Ia tidak tahu, polisi yang baru saja melewatinya itu terus memandang ke arahnya sampai Watabe Mishu menghilang dari lorong.

Polisi itu menyipitkan mata, lalu masuk ke ruangan tempat Watabe Mishu tadi.

Fujiwara Ono sedang duduk di belakang meja, mengisap rokok.

“Bagaimana?” tanya Fujiwara Ono pelan, menghembuskan asap.

“Ada yang janggal.” Polisi yang masuk itu mengangguk.

Keduanya saling bertatapan. Fujiwara Ono segera memerintahkan agar Watabe Mishu dijadikan target pengawasan, dan meminta polisi itu mulai menyelidikinya.

Siapa tahu bisa ditemukan petunjuk penting.

Apakah Watabe Mishu harus dijadikan tersangka?

Fujiwara Ono tak pernah berpikir ke arah sana, begitu pula polisi tadi. Watabe Mishu bagaimana pun juga jelas bukan pembunuh.

Hanya seorang anak SD yang penakut.

Namun Fujiwara Ono menduga, Watabe Mishu mungkin mengetahui beberapa petunjuk penting tentang kasus ini, atau secara kebetulan melihat atau mendengar sesuatu, sehingga tampak begitu ketakutan.

Dan kenyataannya, Watabe Mishu memang bukan tersangka.

Sebab, Fujiwara Ono memerintahkan polisi untuk menyelidiki keberadaan Watabe Mishu pada saat kejadian.

Tetangga keluarga Watabe membuktikan bahwa sepulang sekolah sore itu, Watabe Mishu langsung pulang, dan keesokan paginya berangkat ke sekolah seperti biasa; mereka melihatnya sendiri.

Bahkan tengah malam pun, mereka masih mendengar suara ribut dari rumah Watabe, yakni suara ayah Watabe Mishu yang mabuk, memukuli anaknya.

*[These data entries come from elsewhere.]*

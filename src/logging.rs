//! File-based tracing setup.
//!
//! The terminal belongs to the TUI and to training progress output, so log
//! records go to `<data dir>/logs/rl-arcade.log`.

use crate::constants;
use color_eyre::eyre::eyre;
use color_eyre::Result;
use std::path::{Path, PathBuf};
use tracing_appender::non_blocking::WorkerGuard;
use tracing_subscriber::EnvFilter;

/// Installs the global subscriber.
///
/// `RUST_LOG` wins over `default_level`. The returned guard flushes the
/// background writer when dropped and must live until the program exits.
///
/// # Errors
///
/// Returns an error if the log directory cannot be created or a subscriber
/// is already installed.
pub fn init(data_dir: &Path, default_level: &str) -> Result<WorkerGuard> {
    let logs_dir = logs_dir(data_dir);
    std::fs::create_dir_all(&logs_dir)?;

    let appender = tracing_appender::rolling::never(&logs_dir, constants::LOG_FILE_NAME);
    let (writer, guard) = tracing_appender::non_blocking(appender);

    let filter = EnvFilter::try_from_default_env()
        .or_else(|_| EnvFilter::try_new(default_level))
        .unwrap_or_else(|_| EnvFilter::new("info"));

    tracing_subscriber::fmt()
        .with_env_filter(filter)
        .with_writer(writer)
        .with_ansi(false)
        .with_target(true)
        .try_init()
        .map_err(|e| eyre!(e))?;

    Ok(guard)
}

/// Log directory under the given data directory.
pub fn logs_dir(data_dir: &Path) -> PathBuf {
    data_dir.join(constants::LOGS_DIR_NAME)
}
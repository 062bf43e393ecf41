//! Terminal input for the viewer.
//!
//! A background thread polls crossterm and interleaves the input it cares
//! about with fixed-rate simulation ticks. Everything arrives on one channel.

use color_eyre::Result;
use crossterm::event::{
    self, Event as CrosstermEvent, KeyEvent, KeyEventKind, MouseEvent, MouseEventKind,
};
use std::sync::mpsc::{self, Sender};
use std::thread;
use std::time::{Duration, Instant};

/// Terminal events that drive the application.
#[derive(Debug)]
pub enum Event {
    /// Key press.
    Key(KeyEvent),
    /// Pointer movement or button press over the terminal.
    Mouse(MouseEvent),
    /// New terminal size in columns and rows.
    Resize(u16, u16),
    /// Simulation tick.
    Tick,
}

/// Keeps key presses, pointer motion and resizes. Key releases, repeats,
/// scrolling and focus changes never reach the app.
fn translate(raw: CrosstermEvent) -> Option<Event> {
    match raw {
        CrosstermEvent::Key(key) if key.kind == KeyEventKind::Press => Some(Event::Key(key)),
        CrosstermEvent::Mouse(mouse) => match mouse.kind {
            MouseEventKind::Moved | MouseEventKind::Drag(_) | MouseEventKind::Down(_) => {
                Some(Event::Mouse(mouse))
            }
            _ => None,
        },
        CrosstermEvent::Resize(w, h) => Some(Event::Resize(w, h)),
        _ => None,
    }
}

/// Polls until the receiver hangs up.
fn pump(sender: &Sender<Event>, tick_rate: Duration) {
    let mut last_tick = Instant::now();
    loop {
        let timeout = tick_rate.saturating_sub(last_tick.elapsed());
        if event::poll(timeout).unwrap_or(false) {
            if let Some(evt) = event::read().ok().and_then(translate) {
                if sender.send(evt).is_err() {
                    return;
                }
            }
        }

        if last_tick.elapsed() >= tick_rate {
            if sender.send(Event::Tick).is_err() {
                return;
            }
            last_tick = Instant::now();
        }
    }
}

/// Owns the input thread and the receiving end of its channel.
pub struct EventHandler {
    receiver: mpsc::Receiver<Event>,
    /// Detached; the thread exits once `receiver` is dropped.
    #[allow(dead_code)]
    handler: thread::JoinHandle<()>,
}

impl EventHandler {
    /// Starts the input thread, ticking every `tick_rate_ms` milliseconds.
    pub fn new(tick_rate_ms: u64) -> Self {
        let tick_rate = Duration::from_millis(tick_rate_ms.max(1));
        let (sender, receiver) = mpsc::channel();
        let handler = thread::spawn(move || pump(&sender, tick_rate));
        Self { receiver, handler }
    }

    /// Blocks until the next event is available.
    ///
    /// # Errors
    ///
    /// Returns an error if the input thread has stopped.
    pub fn next(&self) -> Result<Event> {
        Ok(self.receiver.recv()?)
    }
}
//! Tabular Q-learning.
//!
//! A [`QTable`] holds one value per discrete state and action. The
//! [`Learner`] couples a table with an epsilon-greedy exploration schedule
//! and the learning hyperparameters.

pub mod discretize;
pub mod model;

use rand::Rng;
use serde::{Deserialize, Serialize};

pub use discretize::StateEncoder;
pub use model::SavedModel;

/// Dense `n_states × n_actions` action-value table.
#[derive(Debug, Clone, PartialEq, Serialize, Deserialize)]
pub struct QTable {
    n_states: usize,
    n_actions: usize,
    values: Vec<f64>,
}

impl QTable {
    /// Creates a zero-initialised table.
    pub fn new(n_states: usize, n_actions: usize) -> Self {
        Self {
            n_states,
            n_actions,
            values: vec![0.0; n_states * n_actions],
        }
    }

    pub fn n_states(&self) -> usize {
        self.n_states
    }

    pub fn n_actions(&self) -> usize {
        self.n_actions
    }

    /// Whether the value buffer matches the declared shape. A shape too
    /// large to address is never consistent.
    pub fn is_consistent(&self) -> bool {
        self.n_states
            .checked_mul(self.n_actions)
            .is_some_and(|cells| cells == self.values.len())
    }

    pub(crate) fn len(&self) -> usize {
        self.values.len()
    }

    pub fn row(&self, state: usize) -> &[f64] {
        let start = state * self.n_actions;
        &self.values[start..start + self.n_actions]
    }

    pub fn value(&self, state: usize, action: usize) -> f64 {
        self.values[state * self.n_actions + action]
    }

    /// Largest action value in `state`.
    pub fn max_value(&self, state: usize) -> f64 {
        self.row(state)
            .iter()
            .copied()
            .fold(f64::NEG_INFINITY, f64::max)
    }

    /// Greedy action; ties go to the lowest index.
    pub fn best_action(&self, state: usize) -> usize {
        let mut best = 0;
        let mut best_value = f64::NEG_INFINITY;
        for (action, &value) in self.row(state).iter().enumerate() {
            if value > best_value {
                best = action;
                best_value = value;
            }
        }
        best
    }

    /// One-step Q-learning backup.
    ///
    /// The bootstrap term is dropped when `terminal` is set; a time-limit
    /// cut-off is not terminal.
    pub fn update(&mut self, transition: Transition, alpha: f64, gamma: f64) {
        let future = if transition.terminal {
            0.0
        } else {
            self.max_value(transition.next_state)
        };
        let index = transition.state * self.n_actions + transition.action;
        let target = transition.reward + gamma * future;
        self.values[index] += alpha * (target - self.values[index]);
    }

    /// Number of states whose values have moved away from zero.
    pub fn visited_states(&self) -> usize {
        (0..self.n_states)
            .filter(|&s| self.row(s).iter().any(|v| *v != 0.0))
            .count()
    }
}

/// A single observed transition in table coordinates.
#[derive(Debug, Clone, Copy, PartialEq)]
pub struct Transition {
    pub state: usize,
    pub action: usize,
    pub reward: f64,
    pub next_state: usize,
    pub terminal: bool,
}

/// Linearly decaying exploration rate.
#[derive(Debug, Clone, Copy, PartialEq)]
pub struct EpsilonSchedule {
    value: f64,
    floor: f64,
    decrement: f64,
}

impl EpsilonSchedule {
    /// Decays from `start` to `floor` over `decay_steps` calls to
    /// [`EpsilonSchedule::advance`].
    pub fn linear(start: f64, floor: f64, decay_steps: usize) -> Self {
        let start = start.clamp(0.0, 1.0);
        let floor = floor.clamp(0.0, start);
        #[allow(clippy::cast_precision_loss)]
        let decrement = if decay_steps == 0 {
            start - floor
        } else {
            (start - floor) / decay_steps as f64
        };
        Self {
            value: start,
            floor,
            decrement,
        }
    }

    /// Always greedy.
    pub fn greedy() -> Self {
        Self::linear(0.0, 0.0, 0)
    }

    pub fn value(&self) -> f64 {
        self.value
    }

    /// True once epsilon has reached its floor.
    pub fn is_settled(&self) -> bool {
        self.value <= self.floor
    }

    pub fn advance(&mut self) {
        self.value = (self.value - self.decrement).max(self.floor);
    }

    /// Picks a random action with probability epsilon, otherwise the greedy one.
    pub fn select<R: Rng>(&self, table: &QTable, state: usize, rng: &mut R) -> usize {
        if self.value > 0.0 && rng.random::<f64>() < self.value {
            rng.random_range(0..table.n_actions())
        } else {
            table.best_action(state)
        }
    }
}

/// Q-learning hyperparameters.
#[derive(Debug, Clone, Copy, PartialEq)]
pub struct LearningRates {
    pub alpha: f64,
    pub gamma: f64,
    /// Replaces `alpha` once exploration has settled.
    pub settle_alpha: Option<f64>,
}

/// An exploring Q-learning agent.
#[derive(Debug, Clone)]
pub struct Learner {
    pub table: QTable,
    pub epsilon: EpsilonSchedule,
    pub rates: LearningRates,
}

impl Learner {
    pub fn new(table: QTable, epsilon: EpsilonSchedule, rates: LearningRates) -> Self {
        Self {
            table,
            epsilon,
            rates,
        }
    }

    pub fn act<R: Rng>(&self, state: usize, rng: &mut R) -> usize {
        self.epsilon.select(&self.table, state, rng)
    }

    /// Current learning rate.
    pub fn alpha(&self) -> f64 {
        match self.rates.settle_alpha {
            Some(settle) if self.epsilon.is_settled() => settle,
            _ => self.rates.alpha,
        }
    }

    pub fn learn(&mut self, transition: Transition) {
        let alpha = self.alpha();
        self.table.update(transition, alpha, self.rates.gamma);
    }
}
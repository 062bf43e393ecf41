pub mod toast;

Mereka sudah biasa mendengar keributan itu, dan tahu betul kondisi keluarga Watabe, jadi langsung mengenali suara tersebut.

Selain itu, rumah keluarga Watabe letaknya sangat jauh dari rumah Matsuda dan satu siswa lain, sangat tidak mungkin bolak-balik ke dua tempat itu.

Watabe Mishu punya alibi kuat, jadi tidak mungkin ia pelakunya!

Adapun ekspresi ketakutan yang ia tunjukkan, sangat mungkin karena Watabe Mishu secara kebetulan mengetahui, atau terlibat dalam sebagian kecil peristiwa itu.

Itulah sebabnya ia begitu ketakutan!

Apa yang diketahui Watabe Mishu mungkin sangat penting bagi kepolisian!

Setelah seharian mencari tanpa hasil, Fujiwara Ono pun memutuskan untuk mengunjungi rumah Watabe Mishu.